**Record set:**

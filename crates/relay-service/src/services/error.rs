//! Service layer error types
//!
//! Provides a unified error type for all service operations.

use relay_common::AppError;
use relay_core::DomainError;
use std::fmt;

/// Service layer error type
#[derive(Debug)]
pub enum ServiceError {
    /// Domain rule violation
    Domain(DomainError),

    /// Resource not found
    NotFound { resource: &'static str, id: String },

    /// Validation error
    Validation(String),

    /// Conflict (e.g., duplicate reaction)
    Conflict(String),

    /// Post-commit cache synchronization failure; the durable write stands
    CacheSync(String),

    /// Internal error
    Internal(String),
}

impl fmt::Display for ServiceError {
    fn fmt(&self, f: &mut fmt::Formatter<'_>) -> fmt::Result {
        match self {
            Self::Domain(e) => write!(f, "{e}"),
            Self::NotFound { resource, id } => write!(f, "{resource} not found: {id}"),
            Self::Validation(msg) => write!(f, "Validation error: {msg}"),
            Self::Conflict(msg) => write!(f, "Conflict: {msg}"),
            Self::CacheSync(msg) => write!(f, "Cache synchronization error: {msg}"),
            Self::Internal(msg) => write!(f, "Internal error: {msg}"),
        }
    }
}

impl std::error::Error for ServiceError {
    fn source(&self) -> Option<&(dyn std::error::Error + 'static)> {
        match self {
            Self::Domain(e) => Some(e),
            _ => None,
        }
    }
}

impl ServiceError {
    /// Create a not found error
    pub fn not_found(resource: &'static str, id: impl Into<String>) -> Self {
        Self::NotFound {
            resource,
            id: id.into(),
        }
    }

    /// Create a validation error
    pub fn validation(msg: impl Into<String>) -> Self {
        Self::Validation(msg.into())
    }

    /// Create a conflict error
    pub fn conflict(msg: impl Into<String>) -> Self {
        Self::Conflict(msg.into())
    }

    /// Create an internal error
    pub fn internal(msg: impl Into<String>) -> Self {
        Self::Internal(msg.into())
    }

    /// Get the HTTP status code for this error
    pub fn status_code(&self) -> u16 {
        match self {
            Self::Domain(e) => {
                if e.is_not_found() {
                    404
                } else if e.is_validation() {
                    400
                } else if e.is_conflict() {
                    409
                } else {
                    500
                }
            }
            Self::NotFound { .. } => 404,
            Self::Validation(_) => 400,
            Self::Conflict(_) => 409,
            Self::CacheSync(_) | Self::Internal(_) => 500,
        }
    }

    /// Get the error code for API responses
    pub fn error_code(&self) -> &str {
        match self {
            Self::Domain(e) => e.code(),
            Self::NotFound { .. } => "NOT_FOUND",
            Self::Validation(_) => "VALIDATION_ERROR",
            Self::Conflict(_) => "CONFLICT",
            Self::CacheSync(_) => "CACHE_SYNC_ERROR",
            Self::Internal(_) => "INTERNAL_ERROR",
        }
    }
}

impl From<DomainError> for ServiceError {
    fn from(err: DomainError) -> Self {
        Self::Domain(err)
    }
}

impl From<ServiceError> for AppError {
    fn from(err: ServiceError) -> Self {
        match err {
            ServiceError::Domain(e) => AppError::Domain(e),
            ServiceError::NotFound { resource, id } => {
                AppError::NotFound(format!("{resource} {id}"))
            }
            ServiceError::Validation(msg) => AppError::Validation(msg),
            ServiceError::Conflict(msg) => AppError::Conflict(msg),
            ServiceError::CacheSync(msg) => AppError::Cache(msg),
            ServiceError::Internal(msg) => AppError::Internal(anyhow::anyhow!(msg)),
        }
    }
}

/// Result type for service operations
pub type ServiceResult<T> = Result<T, ServiceError>;
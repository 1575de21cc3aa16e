//! Application error types
//!
//! Unified error handling for the entire application.

use relay_core::DomainError;
use serde::Serialize;
use std::fmt;

/// Application-wide error type
#[derive(Debug, thiserror::Error)]
pub enum AppError {
    // Validation errors
    #[error("Validation error: {0}")]
    Validation(String),

    #[error("Invalid input: {0}")]
    InvalidInput(String),

    // Resource errors
    #[error("Resource not found: {0}")]
    NotFound(String),

    #[error("Conflict: {0}")]
    Conflict(String),

    // Database errors
    #[error("Database error: {0}")]
    Database(String),

    // Redis errors
    #[error("Cache error: {0}")]
    Cache(String),

    // Internal errors
    #[error("Internal server error")]
    Internal(#[source] anyhow::Error),

    // Domain errors
    #[error(transparent)]
    Domain(#[from] DomainError),

    // Configuration errors
    #[error("Configuration error: {0}")]
    Config(String),
}

impl AppError {
    /// Get HTTP status code for this error
    #[must_use]
    pub fn status_code(&self) -> u16 {
        match self {
            // 400 Bad Request
            Self::Validation(_) | Self::InvalidInput(_) => 400,

            // 404 Not Found
            Self::NotFound(_) => 404,

            // 409 Conflict
            Self::Conflict(_) => 409,

            // 500 Internal Server Error
            Self::Database(_) | Self::Cache(_) | Self::Internal(_) | Self::Config(_) => 500,

            // Map domain errors to appropriate status codes
            Self::Domain(e) => {
                if e.is_not_found() {
                    404
                } else if e.is_validation() {
                    400
                } else if e.is_conflict() {
                    409
                } else {
                    500
                }
            }
        }
    }

    /// Get error code for API responses
    #[must_use]
    pub fn error_code(&self) -> &'static str {
        match self {
            Self::Validation(_) => "VALIDATION_ERROR",
            Self::InvalidInput(_) => "INVALID_INPUT",
            Self::NotFound(_) => "NOT_FOUND",
            Self::Conflict(_) => "CONFLICT",
            Self::Database(_) => "DATABASE_ERROR",
            Self::Cache(_) => "CACHE_ERROR",
            Self::Internal(_) => "INTERNAL_ERROR",
            Self::Config(_) => "CONFIG_ERROR",
            Self::Domain(e) => e.code(),
        }
    }

    /// Check if this is a client error (4xx)
    #[must_use]
    pub fn is_client_error(&self) -> bool {
        let status = self.status_code();
        (400..500).contains(&status)
    }

    /// Check if this is a server error (5xx)
    #[must_use]
    pub fn is_server_error(&self) -> bool {
        let status = self.status_code();
        (500..600).contains(&status)
    }

    /// Create a not found error for a resource type
    #[must_use]
    pub fn not_found(resource: impl fmt::Display) -> Self {
        Self::NotFound(resource.to_string())
    }

    /// Create a validation error
    #[must_use]
    pub fn validation(msg: impl fmt::Display) -> Self {
        Self::Validation(msg.to_string())
    }

    /// Create an internal error from any error
    pub fn internal(err: impl Into<anyhow::Error>) -> Self {
        Self::Internal(err.into())
    }
}

/// Error response structure for API responses
#[derive(Debug, Serialize)]
pub struct ErrorResponse {
    pub code: String,
    pub message: String,
    #[serde(skip_serializing_if = "Option::is_none")]
    pub details: Option<serde_json::Value>,
}

impl From<&AppError> for ErrorResponse {
    fn from(err: &AppError) -> Self {
        Self {
            code: err.error_code().to_string(),
            message: err.to_string(),
            details: None,
        }
    }
}

impl From<AppError> for ErrorResponse {
    fn from(err: AppError) -> Self {
        Self::from(&err)
    }
}

/// Result type alias for application operations
pub type AppResult<T> = Result<T, AppError>;
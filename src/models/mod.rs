//! Data models for the catalog

pub mod author;
pub mod book;
pub mod book_instance;
pub mod form;
pub mod genre;
pub mod id_set;
pub mod render;

use serde::{de::DeserializeOwned, Deserialize, Serialize};
use serde_json::Value;
use utoipa::ToSchema;

use crate::error::AppResult;

// Re-export commonly used types
pub use author::Author;
pub use book::Book;
pub use book_instance::{BookInstance, BookStatus};
pub use form::Submission;
pub use genre::Genre;
pub use id_set::IdSet;
pub use render::{Outcome, RenderModel};

/// The four record kinds held by the catalog store
#[derive(Debug, Clone, Copy, PartialEq, Eq, Hash, Serialize, Deserialize, ToSchema)]
#[serde(rename_all = "lowercase")]
pub enum EntityKind {
    Author,
    Book,
    Genre,
    BookInstance,
}

impl EntityKind {
    /// Path segment and storage key for this kind
    pub fn as_str(&self) -> &'static str {
        match self {
            EntityKind::Author => "author",
            EntityKind::Book => "book",
            EntityKind::Genre => "genre",
            EntityKind::BookInstance => "bookinstance",
        }
    }

    /// `/catalog/<kind>/<id>`
    pub fn detail_url(&self, id: &str) -> String {
        format!("/catalog/{}/{}", self.as_str(), id)
    }

    /// `/catalog/<kind>s`
    pub fn list_url(&self) -> String {
        format!("/catalog/{}s", self.as_str())
    }
}

impl std::fmt::Display for EntityKind {
    fn fmt(&self, f: &mut std::fmt::Formatter<'_>) -> std::fmt::Result {
        write!(f, "{}", self.as_str())
    }
}

/// A record stored in the catalog.
///
/// The identifier lives outside the stored document; it is empty on a fresh,
/// unsaved instance and filled in by the store on insert or load.
pub trait Entity: Serialize + DeserializeOwned + Clone + Send + Sync + 'static {
    const KIND: EntityKind;

    fn id(&self) -> &str;

    fn set_id(&mut self, id: String);

    fn url(&self) -> String {
        Self::KIND.detail_url(self.id())
    }

    /// Serialized form handed to views, including derived fields
    fn view(&self) -> AppResult<Value> {
        let value = serde_json::to_value(self)?;
        Ok(with_fields(value, [("url", Value::String(self.url()))]))
    }
}

/// Add derived fields to a serialized entity
pub(crate) fn with_fields<const N: usize>(mut value: Value, fields: [(&str, Value); N]) -> Value {
    if let Value::Object(map) = &mut value {
        for (key, field) in fields {
            map.insert(key.to_string(), field);
        }
    }
    value
}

**Exercise details:** From the entries above, return exactly the line containing "fn from(err: AppError)", the line containing "pub use book::Book;", and all lines between, and nothing else.

**Expected output:**
    fn from(err: AppError) -> Self {
        Self::from(&err)
    }
}

/// Result type alias for application operations
pub type AppResult<T> = Result<T, AppError>;
filename src/models/mod.rs
//! Data models for the catalog

pub mod author;
pub mod book;
pub mod book_instance;
pub mod form;
pub mod genre;
pub mod id_set;
pub mod render;

use serde::{de::DeserializeOwned, Deserialize, Serialize};
use serde_json::Value;
use utoipa::ToSchema;

use crate::error::AppResult;

// Re-export commonly used types
pub use author::Author;
pub use book::Book;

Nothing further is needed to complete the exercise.